Grandeur des microbes ( et de Renard)


Je vous signale la réédition aux éditions de L'Arbre Vengeur du formidable roman de Maurice Renard, Un homme chez les microbes . A la demande policé de l'éditeur, David Vincent, je me suis fendu sans hache ni scrupule d'une petite préface pour ce roman que j'avais lu avec délectation au vingtième siècle, et qui, est-il besoin de le rappeler, n'est pas un traité médical ronflant sur la dangerosité supposée des micro-organismes dans l'air ambiant mais une surprenante et décapante histoire fantastique. L'argument de départ est en soi assez cocasse: un jeune savant (royaliste) se voit refuser la main de sa fiancée par les parents (républicains) de cette dernière car on le trouve… trop grand ! Il va donc tenter de réduire sa taille, mais connaitra dans cette entreprise un succès qui le dépasse: il va en effet diminuer, diminuer, jusqu'à se retrouver de la taille d'un microbe. (On vous déconseille de tenter l'expérience chez vous.) La leçon de choses va vite devenir une odyssée de l'esprit…
Maurice Renard ne se contente pas, vingt-huit ans avant L'homme qui rétrécit de Richard Matheson, de trousser d'une fable voltairienne à géométrie humaniste ou un petite parabole politique, il embarque le lecteur dans un véritable délire narratif, s'autorisant l'humour potache le plus débridé comme les incursions abstraites les plus surprenantes.
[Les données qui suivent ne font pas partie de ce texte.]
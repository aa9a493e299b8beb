// Step 4: event-specific scoring, delegated per `event_type`. Thresholds
// and field names are in the same spirit as the frequent-login /
// fake-referral / rapid-click rules of the original scorer, generalized
// to the full event-type set and the richer metadata shape used here.

use serde_json::Value;

use crate::bse::UserContext;
use crate::model::EventType;

pub fn score(event_type: EventType, metadata: &Value, ctx: &UserContext) -> (f64, Vec<&'static str>) {
    match event_type {
        EventType::Login => score_login(metadata),
        EventType::MemeUpload => score_meme_upload(metadata),
        EventType::SocialInteraction => score_social_interaction(metadata),
        EventType::Referral => score_referral(metadata, ctx),
        EventType::FormSubmission => score_form_submission(metadata),
        _ => (0.0, vec![]),
    }
}

fn as_u64(metadata: &Value, key: &str) -> u64 {
    metadata.get(key).and_then(Value::as_u64).unwrap_or(0)
}

fn as_f64(metadata: &Value, key: &str) -> f64 {
    metadata.get(key).and_then(Value::as_f64).unwrap_or(0.0)
}

fn as_bool(metadata: &Value, key: &str) -> bool {
    metadata.get(key).and_then(Value::as_bool).unwrap_or(false)
}

fn score_login(metadata: &Value) -> (f64, Vec<&'static str>) {
    if as_u64(metadata, "login_count_today") > 10 {
        (-10.0, vec!["frequent_logins"])
    } else {
        (0.0, vec![])
    }
}

fn score_meme_upload(metadata: &Value) -> (f64, Vec<&'static str>) {
    let mut delta = 0.0;
    let mut flags = Vec::new();
    if as_u64(metadata, "upload_count_today") > 20 {
        delta -= 15.0;
        flags.push("meme_spam");
    }
    if as_bool(metadata, "duplicate_content") {
        delta -= 10.0;
        flags.push("duplicate_meme");
    }
    (delta, flags)
}

fn score_social_interaction(metadata: &Value) -> (f64, Vec<&'static str>) {
    if as_f64(metadata, "interaction_rate_per_min") > 30.0 {
        (-15.0, vec!["rapid_interactions"])
    } else {
        (0.0, vec![])
    }
}

fn score_referral(metadata: &Value, ctx: &UserContext) -> (f64, Vec<&'static str>) {
    let known_abusive_ip = as_bool(metadata, "referrer_ip_known_abusive");
    let referred_inactive = as_bool(metadata, "referred_user_inactive");
    if known_abusive_ip && referred_inactive {
        return (-20.0, vec!["low_quality_referral"]);
    }
    // A brand-new account generating referrals is worth flagging even
    // without the stronger signals above.
    if ctx.account_age_days < 1 && as_u64(metadata, "referral_count_today") > 3 {
        return (-10.0, vec!["new_account_referral_burst"]);
    }
    (0.0, vec![])
}

fn score_form_submission(metadata: &Value) -> (f64, Vec<&'static str>) {
    let mut delta = 0.0;
    let mut flags = Vec::new();
    if as_bool(metadata, "honeypot_triggered") {
        delta -= 30.0;
        flags.push("honeypot_triggered");
    }
    if as_f64(metadata, "submission_rate_per_min") > 10.0 {
        delta -= 10.0;
        flags.push("rapid_form_submission");
    }
    (delta, flags)
}

#[cfg(test)]
mod tests {
    use super::*;
    use serde_json::json;

    fn ctx() -> UserContext {
        UserContext {
            account_age_days: 100,
            current_score: 100.0,
            is_verified: false,
            recent_activity: vec![],
        }
    }

    #[test]
    fn test_frequent_login_penalty() {
        let metadata = json!({"login_count_today": 11});
        assert_eq!(score(EventType::Login, &metadata, &ctx()), (-10.0, vec!["frequent_logins"]));
    }

    #[test]
    fn test_low_quality_referral_requires_both_signals() {
        let metadata = json!({"referrer_ip_known_abusive": true, "referred_user_inactive": false});
        assert_eq!(score(EventType::Referral, &metadata, &ctx()), (0.0, vec![]));

        let metadata = json!({"referrer_ip_known_abusive": true, "referred_user_inactive": true});
        assert_eq!(
            score(EventType::Referral, &metadata, &ctx()),
            (-20.0, vec!["low_quality_referral"])
        );
    }

    #[test]
    fn test_honeypot_and_rate_stack() {
        let metadata = json!({"honeypot_triggered": true, "submission_rate_per_min": 15.0});
        assert_eq!(
            score(EventType::FormSubmission, &metadata, &ctx()),
            (-40.0, vec!["honeypot_triggered", "rapid_form_submission"])
        );
    }

    #[test]
    fn test_unknown_event_types_are_neutral() {
        assert_eq!(score(EventType::PageView, &json!({}), &ctx()), (0.0, vec![]));
    }
}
Mise en abîme musicale, dialogues hilarants, descriptions oniriques… Il y a du Satie chez Renard. 
Je vois que vous avez presque digéré la lecture de Jérusalem d'Alan Moore (éd. Inculte) et déjà dévoré Atelier Albertine d'Anne Carson (Seuil/Fiction & Cie). Offrez-vous donc une petite détente foldingue avec ce trépidant roman microboratif. Bon, je vous laisse en compagnie du début de ma préface…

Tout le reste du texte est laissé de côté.